Figure 2.2 Cellular effects of glucocorticoids.
2.5 Glucocorticoid receptors
Glucocorticoids diffuse readily across cell membranes and bind to glucocorticoid receptors (GR) in the cytoplasm. Cytoplasmic GR are normally bound to proteins, known as molecular chaperones, such as heat shock protein-90 (HSP90) and FK-binding protein, that protect the receptor and prevent its nuclear localization by covering the sites on the receptor that are needed for transport across the nuclear membrane into the nucleus.16 There is a single gene encoding human GR but several variants are now recognized, as a result of transcript alternative splicing, and alternative translation initiation.17 The receptor GRα binds glucocorticoids whereas GRβ is an alternatively spliced form that binds to DNA but cannot be activated by glucocorticoids. GRβ has a very low level of expression compared to GRα. The GRβ isoform has been implicated in steroid-resistance in asthma, although whether GRβ can have any functional significance has been questioned in view of the very low levels of expression compared to GRα.18
Glucocorticoid receptors may also be modified by phosphorylation and other modifications, which may alter the response to glucocorticoids by affecting ligand binding, translocation to the nucleus, trans-activating efficacy, protein–protein interactions or recruitment of cofactors.19 For example, there are a number of serine/threonines in the N-terminal domain where glucocorticoid receptors may be phosphorylated by various kinases.

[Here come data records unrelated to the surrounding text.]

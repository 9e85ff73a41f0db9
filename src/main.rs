//! Countdown Timer CLI
//!
//! Enter hours, minutes and seconds, start the countdown, pause, resume,
//! restart or reset it, and get alerted when it reaches zero.

use anyhow::Result;
use clap::{CommandFactory, Parser};
use tokio::io::BufReader;

use countdown::cli::{run_until_complete, Cli, Commands, Display, Session};
use countdown::notify::TerminalNotifier;

/// Main entry point
#[tokio::main(flavor = "current_thread")]
async fn main() {
    // Parse command line arguments
    let cli = Cli::parse();

    // Initialize logging
    init_tracing(cli.verbose);

    // Execute command
    if let Err(e) = execute(cli).await {
        Display::show_error(&format!("{:#}", e));
        std::process::exit(1);
    }
}

/// Initializes the tracing subscriber for logging.
///
/// `RUST_LOG` wins over `--verbose`.
fn init_tracing(verbose: bool) {
    use tracing_subscriber::{fmt, EnvFilter};

    let default_level = if verbose { "debug" } else { "warn" };
    let filter =
        EnvFilter::try_from_default_env().unwrap_or_else(|_| EnvFilter::new(default_level));

    fmt()
        .with_env_filter(filter)
        .with_writer(std::io::stderr)
        .with_target(false)
        .without_time()
        .init();
}

/// Executes the CLI command.
async fn execute(cli: Cli) -> Result<()> {
    if cli.verbose {
        tracing::debug!("Verbose mode enabled");
    }

    match cli.command {
        Some(Commands::Run(args)) => {
            let config = args.config();
            let notifier = TerminalNotifier::stdout(config.bell);
            let mut session = Session::new(config, notifier)?;
            session.configure(args.input())?;
            session.run(BufReader::new(tokio::io::stdin())).await?;
        }
        Some(Commands::Wait(args)) => {
            let config = args.timer.config();
            let input = args.timer.input();
            if args.json {
                // keep stdout pure JSON lines
                let notifier = TerminalNotifier::stderr(config.bell);
                run_until_complete(config, input, true, &notifier).await?;
            } else {
                let notifier = TerminalNotifier::stdout(config.bell);
                run_until_complete(config, input, false, &notifier).await?;
            }
        }
        Some(Commands::Completions { shell }) => {
            generate_completions(shell);
        }
        None => {
            // No command provided, show help
            Cli::command().print_help()?;
        }
    }

    Ok(())
}

/// Generates shell completion scripts.
fn generate_completions(shell: clap_complete::Shell) {
    use clap_complete::generate;
    use std::io;

    let mut cmd = Cli::command();
    let bin_name = cmd.get_name().to_string();
    generate(shell, &mut cmd, bin_name, &mut io::stdout());
}

// ============================================================================
// Tests
// ============================================================================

Once glucocorticoids have bound to GR, changes in the receptor structure result in dissociation of molecular chaperone proteins, thereby exposing nuclear localization signals. This results in rapid transport of the activated glucocorticoid receptor-glucocorticoid complex into the nucleus, where it binds to DNA at specific sequences in the promoter region of glucocorticoid-responsive genes known as glucocorticoid response elements (GRE). Two glucocorticoid receptor molecules bind together as a homodimer and bind to GRE, leading to changes in gene transcription. Interaction of GR with GRE classically leads to an increase in gene transcription (trans-activation), but negative GRE sites have also been described where binding of GR leads to gene suppression (cis-repression)20 (Figure 2.3). There are few well-documented examples of negative GREs, but some are relevant to glucocorticoid side effects, including genes that regulate the hypothalamic-pituitary axis (proopiomelanocortin and corticotrophin-releasing factor), bone metabolism (osteocalcin) and skin structure (keratins).